*Extracted information*
------------------------------------

// 该文件是 Wangchuan （望川） 项目的一部分。
// src/task.rs - 推理任务
//
// 本文件根据 Apache 许可证第 2.0 版（以下简称“许可证”）授权使用；
// 除非遵守该许可证条款，否则您不得使用本文件。
// 您可通过以下网址获取许可证副本：
// http://www.apache.org/licenses/LICENSE-2.0
// 除非适用法律要求或书面同意，根据本许可协议分发的软件均按“原样”提供，
// 不附带任何形式的明示或暗示的保证或条件。
// 有关许可权限与限制的具体条款，请参阅本许可协议。
//
// Copyright (C) 2026 Johann Li <me@qinka.pro>, Wareless Group

use std::{
  sync::{
    Arc,
    atomic::{AtomicBool, Ordering},
  },
  thread,
  time::Duration,
};

use tracing::{info, warn};

use crate::{
  config::PipelineConfig,
  frame::Frame,
  model::{Engine, LoadedModel},
  pipeline::{Pipeline, ResultSink, Submission},
};

pub trait Task<I, E: Engine + 'static, S: ResultSink + 'static>: Sized {
  type Error;
  fn run_task(self, input: I, model: LoadedModel<E>, sink: S) -> Result<(), Self::Error>;
}

/// 单张图像检测或分类，取决于模型的输出头
#[derive(Default, Debug)]
pub struct OneShotTask {
  config: PipelineConfig,
}

impl OneShotTask {
  pub fn new(config: PipelineConfig) -> Self {
    Self { config }
  }
}

impl<I, E, S> Task<I, E, S> for OneShotTask
where
  I: Iterator<Item = Frame>,
  E: Engine + 'static,
  S: ResultSink + 'static,
{
  type Error = anyhow::Error;

  fn run_task(self, mut input: I, model: LoadedModel<E>, mut sink: S) -> Result<(), Self::Error> {
    info!("开始任务...");
    let frame = input.next().ok_or_else(|| anyhow::anyhow!("没有输入帧"))?;
    info!("输入帧获取成功, 开始推理...");
    let pipeline = Pipeline::spawn(model, self.config, ())?;
    let result = pipeline.process_image(&frame)?;
    info!("推理完成, 耗时: {:.2} ms", result.inference_ms);
    sink.on_result(&result);
    pipeline.shutdown();

    Ok(())
  }
}

/// 对同一张图像反复检测，统计平均推理时间
#[derive(Debug)]
pub struct RepeatShotTask {
  config: PipelineConfig,
  repeat: usize,
}

impl Default for RepeatShotTask {
  fn default() -> Self {
    Self {
      config: PipelineConfig::default(),
      repeat: 1000,
    }
  }
}

impl RepeatShotTask {
  pub fn new(config: PipelineConfig) -> Self {
    Self {
      config,
      ..Self::default()
    }
  }

  pub fn with_repeat(mut self, repeat: usize) -> Self {
    self.repeat = repeat.max(3);
    self
  }
}

impl<I, E, S> Task<I, E, S> for RepeatShotTask
where
  I: Iterator<Item = Frame>,
  E: Engine + 'static,
  S: ResultSink + 'static,
{
  type Error = anyhow::Error;

  fn run_task(self, mut input: I, model: LoadedModel<E>, mut sink: S) -> Result<(), Self::Error> {
    info!("开始任务...");
    let frame = input.next().ok_or_else(|| anyhow::anyhow!("没有输入帧"))?;
    info!("输入帧获取成功, 开始推理...");
    let pipeline = Pipeline::spawn(model, self.config, ())?;

    let mut times = Vec::with_capacity(self.repeat);
    for i in 0..self.repeat {
      let result = pipeline.process_image(&frame)?;
      info!("({})推理完成, 耗时: {:.2} ms", i, result.inference_ms);
      sink.on_result(&result);
      times.push(result.inference_ms);
    }
    pipeline.shutdown();

    // 前两次通常包含预热开销
    let warm = &times[2.min(times.len())..];
    if !warm.is_empty() {
      warn!(
        "平均推理时间: {:.3} ms",
        warm.iter().sum::<f64>() / warm.len() as f64
      );
    }

    Ok(())
  }
}

/// 连续处理帧流，直到输入结束、达到指定帧数或收到中断信号
#[derive(Default, Debug)]
pub struct ContinuousTask {
  config: PipelineConfig,
  frame_number: Option<usize>,
  blocking: bool,
}

impl ContinuousTask {
  pub fn new(config: PipelineConfig) -> Self {
    Self {
      config,
      ..Self::default()
    }
  }

  pub fn with_frame_number(mut self, frame_number: Option<usize>) -> Self {
    self.frame_number = frame_number;
    self
  }

  /// 阻塞投递：每一帧都等待推理线程接收，适用于文件等离线来源
  pub fn with_blocking(mut self, blocking: bool) -> Self {
    self.blocking = blocking;
    self
  }
}

impl<I, E, S> Task<I, E, S> for ContinuousTask
where
  I: Iterator<Item = Frame>,
  E: Engine + 'static,
  S: ResultSink + 'static,
{
  type Error = anyhow::Error;

  fn run_task(self, input: I, model: LoadedModel<E>, sink: S) -> Result<(), Self::Error> {
    info!("开始任务...");
    let interrupted = Arc::new(AtomicBool::new(false));
    let handler = {
      let interrupted = interrupted.clone();
      ctrlc::set_handler(move || {
        info!("收到中断信号, 准备退出...");
        interrupted.store(true, Ordering::SeqCst);
        thread::spawn(|| {
          thread::sleep(Duration::from_secs(30));
          warn!("强制退出程序");
          std::process::exit(1);
        });
      })
    };
    // 同一进程只能注册一次
    if let Err(e) = handler {
      warn!("无法设置中断处理: {}", e);
    }

    let pipeline = Pipeline::spawn(model, self.config, sink)?;

    let mut frame_index = 0;
    for frame in input {
      frame_index += 1;
      if self.blocking {
        pipeline.feed(frame)?;
      } else if pipeline.submit(frame) == Submission::Closed {
        warn!("管线已关闭, 退出任务循环");
        break;
      }
      if self.frame_number.is_some_and(|n| frame_index >= n) {
        info!("达到指定帧数 {}, 退出任务循环", frame_index);
        break;
      }
      if interrupted.load(Ordering::SeqCst) {
        warn!("中断信号接收, 退出任务循环");
        break;
      }
    }

    let stats = pipeline.shutdown();
    info!(
      "任务完成: 投递 {} 帧, 处理 {} 帧, 忙时丢弃 {} 帧, 暂停跳过 {} 帧, 转换失败 {} 帧, 推理失败 {} 帧",
      stats.submitted,
      stats.processed,
      stats.dropped_busy,
      stats.skipped_paused,
      stats.conversion_failures,
      stats.inference_failures
    );
    Ok(())
  }
}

------------------------------------

*Work task*
Tell how many lines in the material contain the string "spawn". Nothing but the number is needed.

*Result for this task*
4